All lines from the opening of the data to the line containing "pub enum TypeExpr" must be returned unchanged, and only those lines.

◆ ◆ ◆

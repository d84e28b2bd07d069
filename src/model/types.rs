//! Type expressions: the closed algebra of Sorbet-style types.
//!
//! A [`TypeExpr`] is a plain recursive value. Equality is structural:
//! lists compare in order, name-keyed maps ([`TypeExpr::Shape`] fields and
//! [`ProcType`] parameters) compare by key regardless of insertion order.
//!
//! The [`fmt::Display`] impl is the canonical stringifier used by the
//! printer and by text-based type policies.

use std::fmt;

use indexmap::IndexMap;
use smol_str::SmolStr;

/// A type expression.
#[derive(Clone, Debug, PartialEq, Eq)]
pub enum TypeExpr {
    /// A (possibly qualified) class name: `Integer`, `::Foo::Bar`.
    Simple(SmolStr),
    /// A generic instantiation: `T::Array[Integer]`.
    Generic {
        base: SmolStr,
        args: Vec<TypeExpr>,
    },
    /// `T.nilable(inner)`
    Nilable(Box<TypeExpr>),
    /// `T.any(a, b, ...)`
    Union(Vec<TypeExpr>),
    /// `T.all(a, b, ...)`
    Intersection(Vec<TypeExpr>),
    /// `[a, b, ...]`
    Tuple(Vec<TypeExpr>),
    /// `{ key: type, ... }`
    Shape(IndexMap<SmolStr, TypeExpr>),
    /// `T.proc.params(...).returns(...)`
    Proc(ProcType),
    /// `T.class_of(inner)`
    ClassOf(Box<TypeExpr>),
    /// `T.type_parameter(:name)`
    TypeParameter(SmolStr),
    /// `T.self_type`
    SelfType,
    /// `T.untyped`
    Untyped,
    /// `void`
    Void,
    /// `T.noreturn`
    NoReturn,
    /// `T.anything`
    Anything,
    /// `T::Boolean`
    Boolean,
    /// `T.attached_class`
    AttachedClass,
}

/// The payload of a [`TypeExpr::Proc`].
#[derive(Clone, Debug, PartialEq, Eq)]
pub struct ProcType {
    /// Parameters keyed by name.
    pub params: IndexMap<SmolStr, TypeExpr>,
    /// Return type (`Void` prints as `.void`).
    pub returns: Box<TypeExpr>,
    /// Type bound to `self` inside the proc.
    pub bind: Option<Box<TypeExpr>>,
}

impl ProcType {
    /// A proc with no parameters returning `void`.
    pub fn new() -> Self {
        Self {
            params: IndexMap::new(),
            returns: Box::new(TypeExpr::Void),
            bind: None,
        }
    }

    /// Add a parameter.
    pub fn param(mut self, name: impl Into<SmolStr>, ty: TypeExpr) -> Self {
        self.params.insert(name.into(), ty);
        self
    }

    /// Set the return type.
    pub fn returns(mut self, ty: TypeExpr) -> Self {
        self.returns = Box::new(ty);
        self
    }

    /// Set the bound `self` type.
    pub fn bind(mut self, ty: TypeExpr) -> Self {
        self.bind = Some(Box::new(ty));
        self
    }
}

impl Default for ProcType {
    fn default() -> Self {
        Self::new()
    }
}

impl From<ProcType> for TypeExpr {
    fn from(proc_type: ProcType) -> Self {
        TypeExpr::Proc(proc_type)
    }
}

/// The variant tag of a [`TypeExpr`], used by structural type policies.
#[derive(Clone, Copy, Debug, PartialEq, Eq, Hash)]
pub enum TypeKind {
    Simple,
    Generic,
    Nilable,
    Union,
    Intersection,
    Tuple,
    Shape,
    Proc,
    ClassOf,
    TypeParameter,
    SelfType,
    Untyped,
    Void,
    NoReturn,
    Anything,
    Boolean,
    AttachedClass,
}

impl TypeExpr {
    pub fn simple(name: impl Into<SmolStr>) -> Self {
        TypeExpr::Simple(name.into())
    }

    pub fn generic(base: impl Into<SmolStr>, args: impl IntoIterator<Item = TypeExpr>) -> Self {
        TypeExpr::Generic {
            base: base.into(),
            args: args.into_iter().collect(),
        }
    }

    pub fn nilable(inner: TypeExpr) -> Self {
        TypeExpr::Nilable(Box::new(inner))
    }

    /// Build a union. Members are kept as given; nested unions are not
    /// flattened.
    pub fn any(types: impl IntoIterator<Item = TypeExpr>) -> Self {
        TypeExpr::Union(types.into_iter().collect())
    }

    pub fn all(types: impl IntoIterator<Item = TypeExpr>) -> Self {
        TypeExpr::Intersection(types.into_iter().collect())
    }

    pub fn tuple(types: impl IntoIterator<Item = TypeExpr>) -> Self {
        TypeExpr::Tuple(types.into_iter().collect())
    }

    pub fn shape<K: Into<SmolStr>>(fields: impl IntoIterator<Item = (K, TypeExpr)>) -> Self {
        TypeExpr::Shape(fields.into_iter().map(|(k, v)| (k.into(), v)).collect())
    }

    pub fn class_of(inner: TypeExpr) -> Self {
        TypeExpr::ClassOf(Box::new(inner))
    }

    pub fn type_parameter(name: impl Into<SmolStr>) -> Self {
        TypeExpr::TypeParameter(name.into())
    }

    /// The variant tag of this expression.
    pub fn kind(&self) -> TypeKind {
        match self {
            TypeExpr::Simple(_) => TypeKind::Simple,
            TypeExpr::Generic { .. } => TypeKind::Generic,
            TypeExpr::Nilable(_) => TypeKind::Nilable,
            TypeExpr::Union(_) => TypeKind::Union,
            TypeExpr::Intersection(_) => TypeKind::Intersection,
            TypeExpr::Tuple(_) => TypeKind::Tuple,
            TypeExpr::Shape(_) => TypeKind::Shape,
            TypeExpr::Proc(_) => TypeKind::Proc,
            TypeExpr::ClassOf(_) => TypeKind::ClassOf,
            TypeExpr::TypeParameter(_) => TypeKind::TypeParameter,
            TypeExpr::SelfType => TypeKind::SelfType,
            TypeExpr::Untyped => TypeKind::Untyped,
            TypeExpr::Void => TypeKind::Void,
            TypeExpr::NoReturn => TypeKind::NoReturn,
            TypeExpr::Anything => TypeKind::Anything,
            TypeExpr::Boolean => TypeKind::Boolean,
            TypeExpr::AttachedClass => TypeKind::AttachedClass,
        }
    }

    /// Direct sub-expressions, in display order.
    pub fn children(&self) -> Vec<&TypeExpr> {
        match self {
            TypeExpr::Generic { args, .. } => args.iter().collect(),
            TypeExpr::Nilable(inner) | TypeExpr::ClassOf(inner) => vec![inner.as_ref()],
            TypeExpr::Union(types) | TypeExpr::Intersection(types) | TypeExpr::Tuple(types) => {
                types.iter().collect()
            }
            TypeExpr::Shape(fields) => fields.values().collect(),
            TypeExpr::Proc(proc_type) => {
                let mut children: Vec<&TypeExpr> = Vec::new();
                if let Some(bind) = &proc_type.bind {
                    children.push(bind);
                }
                children.extend(proc_type.params.values());
                children.push(&proc_type.returns);
                children
            }
            TypeExpr::Simple(_)
            | TypeExpr::TypeParameter(_)
            | TypeExpr::SelfType
            | TypeExpr::Untyped
            | TypeExpr::Void
            | TypeExpr::NoReturn
            | TypeExpr::Anything
            | TypeExpr::Boolean
            | TypeExpr::AttachedClass => Vec::new(),
        }
    }

    /// True if `pred` holds for this expression or any nested one.
    pub fn any_node(&self, pred: &dyn Fn(&TypeExpr) -> bool) -> bool {
        pred(self) || self.children().into_iter().any(|child| child.any_node(pred))
    }
}

/// Whether a shape key can be written as a bare `key:` label.
pub(crate) fn is_label(key: &str) -> bool {
    let mut chars = key.chars();
    match chars.next() {
        Some(c) if c.is_ascii_alphabetic() || c == '_' => {}
        _ => return false,
    }
    chars.all(|c| c.is_ascii_alphanumeric() || c == '_')
}

fn write_list(f: &mut fmt::Formatter<'_>, types: &[TypeExpr]) -> fmt::Result {
    for (i, ty) in types.iter().enumerate() {
        if i > 0 {
            f.write_str(", ")?;
        }
        write!(f, "{ty}")?;
    }
    Ok(())
}

fn write_params(f: &mut fmt::Formatter<'_>, params: &IndexMap<SmolStr, TypeExpr>) -> fmt::Result {
    for (i, (name, ty)) in params.iter().enumerate() {
        if i > 0 {
            f.write_str(", ")?;
        }
        write!(f, "{name}: {ty}")?;
    }
    Ok(())
}

impl fmt::Display for TypeExpr {
    fn fmt(&self, f: &mut fmt::Formatter<'_>) -> fmt::Result {
        match self {
            TypeExpr::Simple(name) => f.write_str(name),
            TypeExpr::Generic { base, args } => {
                write!(f, "{base}[")?;
                write_list(f, args)?;
                f.write_str("]")
            }
            TypeExpr::Nilable(inner) => write!(f, "T.nilable({inner})"),
            TypeExpr::Union(types) => {
                f.write_str("T.any(")?;
                write_list(f, types)?;
                f.write_str(")")
            }
            TypeExpr::Intersection(types) => {
                f.write_str("T.all(")?;
                write_list(f, types)?;
                f.write_str(")")
            }
            TypeExpr::Tuple(types) => {
                f.write_str("[")?;
                write_list(f, types)?;
                f.write_str("]")
            }
            TypeExpr::Shape(fields) => {
                if fields.is_empty() {
                    return f.write_str("{}");
                }
                f.write_str("{ ")?;
                for (i, (key, ty)) in fields.iter().enumerate() {
                    if i > 0 {
                        f.write_str(", ")?;
                    }
                    if is_label(key) {
                        write!(f, "{key}: {ty}")?;
                    } else {
                        write!(f, "{key:?}: {ty}")?;
                    }
                }
                f.write_str(" }")
            }
            TypeExpr::Proc(proc_type) => {
                f.write_str("T.proc")?;
                if let Some(bind) = &proc_type.bind {
                    write!(f, ".bind({bind})")?;
                }
                if !proc_type.params.is_empty() {
                    f.write_str(".params(")?;
                    write_params(f, &proc_type.params)?;
                    f.write_str(")")?;
                }
                match proc_type.returns.as_ref() {
                    TypeExpr::Void => f.write_str(".void"),
                    returns => write!(f, ".returns({returns})"),
                }
            }
            TypeExpr::ClassOf(inner) => write!(f, "T.class_of({inner})"),
            TypeExpr::TypeParameter(name) => write!(f, "T.type_parameter(:{name})"),
            TypeExpr::SelfType => f.write_str("T.self_type"),
            TypeExpr::Untyped => f.write_str("T.untyped"),
            TypeExpr::Void => f.write_str("void"),
            TypeExpr::NoReturn => f.write_str("T.noreturn"),
            TypeExpr::Anything => f.write_str("T.anything"),
            TypeExpr::Boolean => f.write_str("T::Boolean"),
            TypeExpr::AttachedClass => f.write_str("T.attached_class"),
        }
    }
}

◆ ◆ ◆

» **REPLY TO THE EXERCISE**:
repository d84e28b2bd07d069
filename src/model/types.rs
//! Type expressions: the closed algebra of Sorbet-style types.
//!
//! A [`TypeExpr`] is a plain recursive value. Equality is structural:
//! lists compare in order, name-keyed maps ([`TypeExpr::Shape`] fields and
//! [`ProcType`] parameters) compare by key regardless of insertion order.
//!
//! The [`fmt::Display`] impl is the canonical stringifier used by the
//! printer and by text-based type policies.

use std::fmt;

use indexmap::IndexMap;
use smol_str::SmolStr;

/// A type expression.
#[derive(Clone, Debug, PartialEq, Eq)]
pub enum TypeExpr {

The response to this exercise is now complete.